_Work instructions_. Find and copy each line in the material below where the string "with" occurs.

── Provided data ──

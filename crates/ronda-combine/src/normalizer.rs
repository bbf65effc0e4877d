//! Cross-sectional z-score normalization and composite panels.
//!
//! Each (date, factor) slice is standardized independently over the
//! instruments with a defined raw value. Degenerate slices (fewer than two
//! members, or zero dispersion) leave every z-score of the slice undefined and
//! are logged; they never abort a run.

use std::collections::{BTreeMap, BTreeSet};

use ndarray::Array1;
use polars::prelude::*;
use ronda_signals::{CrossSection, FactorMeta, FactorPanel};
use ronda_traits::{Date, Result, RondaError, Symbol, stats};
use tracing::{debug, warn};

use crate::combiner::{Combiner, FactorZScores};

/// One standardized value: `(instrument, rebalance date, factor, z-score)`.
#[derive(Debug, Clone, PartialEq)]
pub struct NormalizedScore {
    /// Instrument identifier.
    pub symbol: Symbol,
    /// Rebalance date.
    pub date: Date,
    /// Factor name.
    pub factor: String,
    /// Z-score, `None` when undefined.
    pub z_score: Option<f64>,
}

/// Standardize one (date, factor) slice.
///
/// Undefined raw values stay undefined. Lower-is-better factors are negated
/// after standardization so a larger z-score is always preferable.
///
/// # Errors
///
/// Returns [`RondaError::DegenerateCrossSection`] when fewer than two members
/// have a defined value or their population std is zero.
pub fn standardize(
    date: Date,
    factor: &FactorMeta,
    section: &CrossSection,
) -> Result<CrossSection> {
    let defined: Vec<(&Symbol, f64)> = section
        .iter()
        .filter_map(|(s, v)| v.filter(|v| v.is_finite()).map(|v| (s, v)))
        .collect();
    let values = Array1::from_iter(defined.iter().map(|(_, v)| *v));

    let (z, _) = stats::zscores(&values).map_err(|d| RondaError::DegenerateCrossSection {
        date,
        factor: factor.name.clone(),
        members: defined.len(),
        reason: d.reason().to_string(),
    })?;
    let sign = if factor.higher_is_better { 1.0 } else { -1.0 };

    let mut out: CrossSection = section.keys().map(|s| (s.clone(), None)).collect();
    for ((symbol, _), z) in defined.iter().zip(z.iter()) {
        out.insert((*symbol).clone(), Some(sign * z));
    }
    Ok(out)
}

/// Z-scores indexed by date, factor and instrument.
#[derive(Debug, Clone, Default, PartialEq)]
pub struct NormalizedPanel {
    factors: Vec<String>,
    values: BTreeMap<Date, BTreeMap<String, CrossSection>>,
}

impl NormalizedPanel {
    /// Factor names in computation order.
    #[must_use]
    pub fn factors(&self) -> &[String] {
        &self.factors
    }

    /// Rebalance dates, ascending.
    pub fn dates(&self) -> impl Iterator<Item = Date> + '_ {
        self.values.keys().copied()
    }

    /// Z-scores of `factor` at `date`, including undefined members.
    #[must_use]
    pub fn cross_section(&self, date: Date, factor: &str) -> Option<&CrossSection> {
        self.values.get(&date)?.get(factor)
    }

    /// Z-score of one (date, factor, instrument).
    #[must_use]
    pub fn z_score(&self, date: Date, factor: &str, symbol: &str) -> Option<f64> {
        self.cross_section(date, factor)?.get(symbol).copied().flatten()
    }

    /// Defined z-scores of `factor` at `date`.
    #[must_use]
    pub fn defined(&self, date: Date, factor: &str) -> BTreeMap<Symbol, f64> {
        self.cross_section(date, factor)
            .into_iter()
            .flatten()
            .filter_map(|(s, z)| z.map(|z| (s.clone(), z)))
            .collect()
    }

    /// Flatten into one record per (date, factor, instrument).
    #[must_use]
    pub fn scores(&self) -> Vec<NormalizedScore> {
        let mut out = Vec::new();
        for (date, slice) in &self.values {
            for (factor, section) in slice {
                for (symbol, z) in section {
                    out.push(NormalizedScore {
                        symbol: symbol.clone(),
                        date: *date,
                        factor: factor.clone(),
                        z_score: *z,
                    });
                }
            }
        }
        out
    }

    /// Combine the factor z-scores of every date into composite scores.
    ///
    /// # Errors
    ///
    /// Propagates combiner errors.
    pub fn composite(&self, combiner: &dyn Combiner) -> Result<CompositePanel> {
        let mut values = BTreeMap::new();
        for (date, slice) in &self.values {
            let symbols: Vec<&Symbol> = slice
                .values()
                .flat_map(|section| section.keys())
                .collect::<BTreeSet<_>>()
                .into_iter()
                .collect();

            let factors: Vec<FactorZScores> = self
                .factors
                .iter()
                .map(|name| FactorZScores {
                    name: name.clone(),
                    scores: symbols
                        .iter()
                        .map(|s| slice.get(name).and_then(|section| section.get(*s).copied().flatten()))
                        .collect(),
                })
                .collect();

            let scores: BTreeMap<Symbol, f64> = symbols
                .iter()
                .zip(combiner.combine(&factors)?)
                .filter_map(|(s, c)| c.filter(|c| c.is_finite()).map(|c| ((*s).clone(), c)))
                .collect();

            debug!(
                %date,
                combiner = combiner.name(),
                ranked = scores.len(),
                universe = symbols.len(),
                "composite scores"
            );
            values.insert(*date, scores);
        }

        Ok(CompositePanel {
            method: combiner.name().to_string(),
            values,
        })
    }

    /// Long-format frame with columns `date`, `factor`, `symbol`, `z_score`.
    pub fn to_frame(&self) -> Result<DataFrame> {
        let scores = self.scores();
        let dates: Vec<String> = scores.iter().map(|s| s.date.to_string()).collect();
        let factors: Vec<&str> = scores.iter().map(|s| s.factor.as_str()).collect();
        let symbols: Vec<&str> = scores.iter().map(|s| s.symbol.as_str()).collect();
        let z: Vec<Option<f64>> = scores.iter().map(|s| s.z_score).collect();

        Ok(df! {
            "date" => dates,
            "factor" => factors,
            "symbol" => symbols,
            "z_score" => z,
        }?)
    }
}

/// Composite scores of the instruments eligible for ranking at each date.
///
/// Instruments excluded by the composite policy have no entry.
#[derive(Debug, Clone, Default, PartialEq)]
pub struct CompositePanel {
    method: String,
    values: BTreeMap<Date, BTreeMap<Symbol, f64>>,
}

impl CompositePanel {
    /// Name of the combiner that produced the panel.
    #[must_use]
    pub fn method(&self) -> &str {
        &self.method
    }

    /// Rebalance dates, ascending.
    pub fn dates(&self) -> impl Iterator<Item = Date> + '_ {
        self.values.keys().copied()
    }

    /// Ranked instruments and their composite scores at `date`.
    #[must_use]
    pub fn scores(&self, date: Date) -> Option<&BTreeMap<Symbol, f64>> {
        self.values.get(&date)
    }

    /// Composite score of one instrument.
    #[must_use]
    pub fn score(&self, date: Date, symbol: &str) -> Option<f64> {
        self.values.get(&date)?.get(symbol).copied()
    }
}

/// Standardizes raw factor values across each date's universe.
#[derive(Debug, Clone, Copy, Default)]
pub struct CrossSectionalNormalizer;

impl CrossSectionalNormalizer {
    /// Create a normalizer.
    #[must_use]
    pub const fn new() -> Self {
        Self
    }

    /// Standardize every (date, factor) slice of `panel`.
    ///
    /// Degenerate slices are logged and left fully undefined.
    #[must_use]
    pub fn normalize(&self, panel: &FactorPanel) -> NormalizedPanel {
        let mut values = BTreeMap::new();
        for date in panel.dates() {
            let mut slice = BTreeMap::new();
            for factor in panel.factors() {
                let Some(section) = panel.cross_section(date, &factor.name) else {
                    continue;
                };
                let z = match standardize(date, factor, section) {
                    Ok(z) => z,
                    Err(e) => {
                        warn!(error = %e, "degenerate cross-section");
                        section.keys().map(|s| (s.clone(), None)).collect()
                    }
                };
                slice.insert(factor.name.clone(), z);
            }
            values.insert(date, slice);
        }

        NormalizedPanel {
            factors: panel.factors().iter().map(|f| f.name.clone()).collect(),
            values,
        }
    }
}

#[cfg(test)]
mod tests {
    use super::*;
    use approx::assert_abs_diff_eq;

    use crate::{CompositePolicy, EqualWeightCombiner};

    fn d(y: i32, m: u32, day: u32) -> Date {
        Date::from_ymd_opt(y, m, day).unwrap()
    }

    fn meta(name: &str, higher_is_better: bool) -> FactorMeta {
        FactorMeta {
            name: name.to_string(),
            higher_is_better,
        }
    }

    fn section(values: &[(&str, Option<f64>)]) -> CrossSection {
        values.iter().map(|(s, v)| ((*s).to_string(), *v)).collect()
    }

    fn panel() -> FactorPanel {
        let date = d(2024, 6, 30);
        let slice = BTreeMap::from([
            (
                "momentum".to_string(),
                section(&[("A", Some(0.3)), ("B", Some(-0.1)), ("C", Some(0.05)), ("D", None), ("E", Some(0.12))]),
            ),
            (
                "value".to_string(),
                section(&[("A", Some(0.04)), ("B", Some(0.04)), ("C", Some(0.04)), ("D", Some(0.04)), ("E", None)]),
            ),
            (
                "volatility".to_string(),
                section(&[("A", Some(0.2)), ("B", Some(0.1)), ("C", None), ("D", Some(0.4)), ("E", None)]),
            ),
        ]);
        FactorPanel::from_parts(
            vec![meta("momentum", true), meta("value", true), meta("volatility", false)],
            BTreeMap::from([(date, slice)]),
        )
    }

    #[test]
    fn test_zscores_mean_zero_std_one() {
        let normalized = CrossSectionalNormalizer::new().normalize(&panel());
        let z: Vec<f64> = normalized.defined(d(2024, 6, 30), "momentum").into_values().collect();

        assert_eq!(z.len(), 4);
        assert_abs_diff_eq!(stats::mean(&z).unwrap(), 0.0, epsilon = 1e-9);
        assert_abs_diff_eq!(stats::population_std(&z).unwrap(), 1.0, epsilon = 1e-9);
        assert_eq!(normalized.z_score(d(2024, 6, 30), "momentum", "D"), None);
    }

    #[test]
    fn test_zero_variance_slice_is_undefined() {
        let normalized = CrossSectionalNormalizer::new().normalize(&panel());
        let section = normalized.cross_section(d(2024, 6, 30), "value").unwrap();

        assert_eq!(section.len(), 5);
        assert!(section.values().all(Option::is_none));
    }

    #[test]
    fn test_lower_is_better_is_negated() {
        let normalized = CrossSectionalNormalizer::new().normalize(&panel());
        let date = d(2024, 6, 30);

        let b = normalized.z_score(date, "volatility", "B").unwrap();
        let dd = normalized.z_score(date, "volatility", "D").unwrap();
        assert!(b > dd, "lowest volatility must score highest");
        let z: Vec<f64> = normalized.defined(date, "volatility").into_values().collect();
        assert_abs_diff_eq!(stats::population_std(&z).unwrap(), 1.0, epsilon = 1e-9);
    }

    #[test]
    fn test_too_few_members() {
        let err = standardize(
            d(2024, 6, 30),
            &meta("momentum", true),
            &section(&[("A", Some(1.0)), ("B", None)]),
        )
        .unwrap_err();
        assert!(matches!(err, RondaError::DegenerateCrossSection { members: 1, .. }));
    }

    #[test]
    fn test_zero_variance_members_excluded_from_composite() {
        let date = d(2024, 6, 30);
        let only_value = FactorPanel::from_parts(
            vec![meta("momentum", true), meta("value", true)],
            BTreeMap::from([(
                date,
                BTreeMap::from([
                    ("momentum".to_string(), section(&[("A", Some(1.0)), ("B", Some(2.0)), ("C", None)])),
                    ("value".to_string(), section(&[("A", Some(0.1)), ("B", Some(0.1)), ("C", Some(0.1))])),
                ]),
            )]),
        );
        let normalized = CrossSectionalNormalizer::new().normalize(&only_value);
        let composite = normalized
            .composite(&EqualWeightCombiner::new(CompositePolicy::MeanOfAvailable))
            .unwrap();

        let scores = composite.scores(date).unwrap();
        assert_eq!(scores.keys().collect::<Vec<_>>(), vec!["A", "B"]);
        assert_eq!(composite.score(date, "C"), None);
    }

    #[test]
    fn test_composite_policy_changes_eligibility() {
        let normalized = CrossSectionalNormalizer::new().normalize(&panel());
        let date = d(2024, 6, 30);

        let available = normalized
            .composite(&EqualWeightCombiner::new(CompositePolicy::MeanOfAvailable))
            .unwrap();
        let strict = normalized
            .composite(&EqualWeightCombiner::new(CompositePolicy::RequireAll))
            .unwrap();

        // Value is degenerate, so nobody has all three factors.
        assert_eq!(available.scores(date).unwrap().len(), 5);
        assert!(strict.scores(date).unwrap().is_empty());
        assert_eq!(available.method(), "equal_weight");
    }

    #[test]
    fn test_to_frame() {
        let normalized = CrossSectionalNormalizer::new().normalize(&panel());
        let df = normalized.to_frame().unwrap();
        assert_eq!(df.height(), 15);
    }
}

───

_Output below_.
//! instruments with a defined raw value. Degenerate slices (fewer than two
    /// Long-format frame with columns `date`, `factor`, `symbol`, `z_score`.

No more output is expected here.